Monday, May 14, 2012

DENTON (UNT), Texas -- Scientists have been mapping the genomes of organisms for decades, but now a team of researchers has begun the process of mapping the "genes" of materials in an effort to simplify the process of identifying novel materials.

Dr. Marco Buongiorno Nardelli, professor of physics and chemistry at the University of North Texas, and his collaborators at Duke University developed complex algorithms to log the property descriptors, which he compared to the genes of a living organism, for a wide range of materials. The properties are stored in a database, known as AFLOWLIB.ORG, which already contains information on more than 170,000 materials.

The creation of the database allows researchers to search for material combinations that are robust, meaning that they would be stable when combined and could be produced efficiently. The team used the database to identify 28 topological insulators, man-made crystals that are able to conduct electrical current on their surfaces, while acting as insulators throughout the interior of the crystal.
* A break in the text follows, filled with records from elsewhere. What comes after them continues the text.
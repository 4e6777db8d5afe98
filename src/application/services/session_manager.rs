//! Shared authentication state and the operations that drive it.

use std::sync::Arc;

use tokio::sync::watch;
use tracing::{debug, error, info, warn};

use crate::domain::cancellation::CancellationToken;
use crate::domain::entities::{Credentials, SignupData};
use crate::domain::errors::{ApiError, SessionError, SignupError, SignupPhase};
use crate::domain::ports::AuthApiPort;
use crate::domain::session::{SessionSnapshot, SessionStatus};

/// Shown when the startup check fails for reasons other than a missing session.
pub const VERIFY_FAILED_MESSAGE: &str = "Could not verify session. The server may be down.";
/// Default login rejection message.
pub const INVALID_CREDENTIALS_MESSAGE: &str = "Invalid email or password.";
/// Login failure that is not a credential rejection.
pub const LOGIN_FAILED_MESSAGE: &str =
    "An unexpected server error occurred. Please try again later.";
/// Default duplicate-account message.
pub const ACCOUNT_EXISTS_MESSAGE: &str = "An account with this email already exists.";
/// Default registration failure message.
pub const SIGNUP_FAILED_MESSAGE: &str = "An unexpected error occurred during sign-up.";
/// Default logout failure message.
pub const LOGOUT_FAILED_MESSAGE: &str = "Logout failed. Please try again.";

/// Result of the startup session check.
#[derive(Debug, Clone, Copy, PartialEq, Eq)]
pub enum VerifyOutcome {
    /// Check finished and the status was updated.
    Completed(SessionStatus),
    /// Check was abandoned; state is untouched.
    Cancelled,
}

struct Inner {
    api: Arc<dyn AuthApiPort>,
    state: watch::Sender<SessionSnapshot>,
}

/// Handle to the process-wide session state.
///
/// Clones share the same state. Every operation replaces status and error
/// together, and subscribers observe each replacement.
#[derive(Clone)]
pub struct SessionManager {
    inner: Arc<Inner>,
}

impl SessionManager {
    /// Creates manager in the `Verifying` state.
    #[must_use]
    pub fn new(api: Arc<dyn AuthApiPort>) -> Self {
        let (state, _) = watch::channel(SessionSnapshot::default());
        Self {
            inner: Arc::new(Inner { api, state }),
        }
    }

    /// Returns copy of the current state.
    #[must_use]
    pub fn snapshot(&self) -> SessionSnapshot {
        self.inner.state.borrow().clone()
    }

    /// Returns current status.
    #[must_use]
    pub fn status(&self) -> SessionStatus {
        self.inner.state.borrow().status
    }

    /// Returns current error message.
    #[must_use]
    pub fn error(&self) -> Option<String> {
        self.inner.state.borrow().error.clone()
    }

    /// Subscribes to state changes.
    #[must_use]
    pub fn subscribe(&self) -> watch::Receiver<SessionSnapshot> {
        self.inner.state.subscribe()
    }

    fn replace(&self, snapshot: SessionSnapshot) {
        debug!(status = %snapshot.status, error = ?snapshot.error, "Session state replaced");
        self.inner.state.send_replace(snapshot);
    }

    fn begin(&self) {
        self.replace(SessionSnapshot::new(SessionStatus::Verifying));
    }

    /// Checks the existing session cookie against the server.
    ///
    /// Cancelling `cancel` drops the in-flight request and leaves state untouched.
    pub async fn verify(&self, cancel: &CancellationToken) -> VerifyOutcome {
        if cancel.is_cancelled() {
            return VerifyOutcome::Cancelled;
        }

        debug!("Verifying existing session");

        let result = tokio::select! {
            biased;

            () = cancel.cancelled() => {
                debug!("Session verification cancelled");
                return VerifyOutcome::Cancelled;
            }

            result = self.inner.api.verify_session() => result,
        };

        if cancel.is_cancelled() {
            debug!("Discarding verification result after cancellation");
            return VerifyOutcome::Cancelled;
        }

        let snapshot = match result {
            Ok(()) => {
                info!("Existing session is valid");
                SessionSnapshot::new(SessionStatus::Authenticated)
            }
            Err(e) if e.is_rejected() => {
                info!("No active session");
                SessionSnapshot::new(SessionStatus::Unauthenticated)
            }
            Err(e) if e.is_network_error() => {
                warn!(error = %e, "Server unreachable during session verification");
                SessionSnapshot::with_error(SessionStatus::Error, VERIFY_FAILED_MESSAGE)
            }
            Err(e) => {
                warn!(error = %e, "Session verification failed");
                SessionSnapshot::with_error(SessionStatus::Error, VERIFY_FAILED_MESSAGE)
            }
        };

        let status = snapshot.status;
        self.replace(snapshot);
        VerifyOutcome::Completed(status)
    }

    /// Signs in with the given credentials.
    ///
    /// # Errors
    /// Returns `Rejected` when the server refuses the credentials and
    /// `Unexpected` for any other failure. The same message is stored in the
    /// shared state.
    pub async fn login(&self, credentials: Credentials) -> Result<(), SessionError> {
        self.begin();
        debug!(email = %credentials.email, "Attempting login");

        match self.inner.api.login(&credentials).await {
            Ok(()) => {
                info!(email = %credentials.email, "Login successful");
                self.replace(SessionSnapshot::new(SessionStatus::Authenticated));
                Ok(())
            }
            Err(e) if e.is_rejected() => {
                let message = server_message_or(&e, INVALID_CREDENTIALS_MESSAGE);
                warn!(email = %credentials.email, "Login rejected");
                self.replace(SessionSnapshot::with_error(
                    SessionStatus::Unauthenticated,
                    message.clone(),
                ));
                Err(SessionError::rejected(message))
            }
            Err(e) => {
                error!(error = %e, "Login failed");
                self.replace(SessionSnapshot::with_error(
                    SessionStatus::Error,
                    LOGIN_FAILED_MESSAGE,
                ));
                Err(SessionError::unexpected(LOGIN_FAILED_MESSAGE))
            }
        }
    }

    /// Registers a new account, then signs in with the same credentials.
    ///
    /// # Errors
    /// Returns the failed phase with its error. A failed login phase keeps the
    /// state the login left behind.
    pub async fn signup(&self, data: SignupData) -> Result<(), SignupError> {
        self.begin();

        self.register(&data)
            .await
            .map_err(|e| SignupError::new(SignupPhase::Registration, e))?;

        info!(email = %data.email, "Registration successful, signing in");

        self.login(data.credentials())
            .await
            .map_err(|e| SignupError::new(SignupPhase::Login, e))
    }

    async fn register(&self, data: &SignupData) -> Result<(), SessionError> {
        debug!(email = %data.email, "Registering account");

        match self.inner.api.register(data).await {
            Ok(()) => Ok(()),
            Err(e) if e.is_conflict() => {
                let message = server_message_or(&e, ACCOUNT_EXISTS_MESSAGE);
                warn!(email = %data.email, "Account already exists");
                self.replace(SessionSnapshot::with_error(
                    SessionStatus::Unauthenticated,
                    message.clone(),
                ));
                Err(SessionError::conflict(message))
            }
            Err(e) => {
                let message = server_message_or(&e, SIGNUP_FAILED_MESSAGE);
                error!(error = %e, "Registration failed");
                self.replace(SessionSnapshot::with_error(
                    SessionStatus::Error,
                    message.clone(),
                ));
                Err(SessionError::unexpected(message))
            }
        }
    }

    /// Ends the current session.
    ///
    /// A rejection means the session was already gone and counts as success.
    ///
    /// # Errors
    /// Returns `LogoutFailed` when the server could not end the session; the
    /// status reverts to `Authenticated`.
    pub async fn logout(&self) -> Result<(), SessionError> {
        self.begin();
        debug!("Logging out");

        match self.inner.api.logout().await {
            Ok(()) => {
                info!("Logged out");
                self.replace(SessionSnapshot::new(SessionStatus::Unauthenticated));
                Ok(())
            }
            Err(e) if e.is_rejected() => {
                info!("Session was already closed");
                self.replace(SessionSnapshot::new(SessionStatus::Unauthenticated));
                Ok(())
            }
            Err(e) => {
                let message = server_message_or(&e, LOGOUT_FAILED_MESSAGE);
                error!(error = %e, "Logout failed");
                self.replace(SessionSnapshot::with_error(
                    SessionStatus::Authenticated,
                    message.clone(),
                ));
                Err(SessionError::logout_failed(message))
            }
        }
    }

    /// Clears the error message; an `Error` status becomes `Unauthenticated`.
    pub fn clear_error(&self) {
        self.inner.state.send_if_modified(|snapshot| {
            let had_error = snapshot.error.take().is_some();
            if snapshot.status == SessionStatus::Error {
                snapshot.status = SessionStatus::Unauthenticated;
                return true;
            }
            had_error
        });
    }
}

fn server_message_or(error: &ApiError, default: &str) -> String {
    error.server_message().unwrap_or(default).to_string()
}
Some of the topological insulators identified by the database had been previously discovered through time-consuming trial and error experiments; however, one class of topological insulators known as ternary halides had not been discovered previously. Buongiorno Nardelli says the ability to identify potential new materials in a less expensive and timely manner will help speed up the creation of new materials for high-tech applications, like cell phones and computers.

"Topological insulators may be the next step above graphene, the material currently used in semiconductors and other quantum devices," said Buongiorno Nardelli. "We hope to identify materials made up of elements that are abundant in the earth's crust, so that they can be easily produced at a low cost and still have higher performance capabilities than the materials currently available in the marketplace."

Buongiorno Nardelli and Stefano Curtarolo, professor of mechanical engineering and materials science and physics at Duke and director of the Duke Center for Materials Genomics, designed and oversaw the project. Kesong Yang, a post-doctoral fellow in Curtarolo's laboratory, performed the calculations.

The team's research is funded by the Office of Navy Research and the National Science Foundation. The findings recently were reported online in the journal Nature Materials. The paper is available online.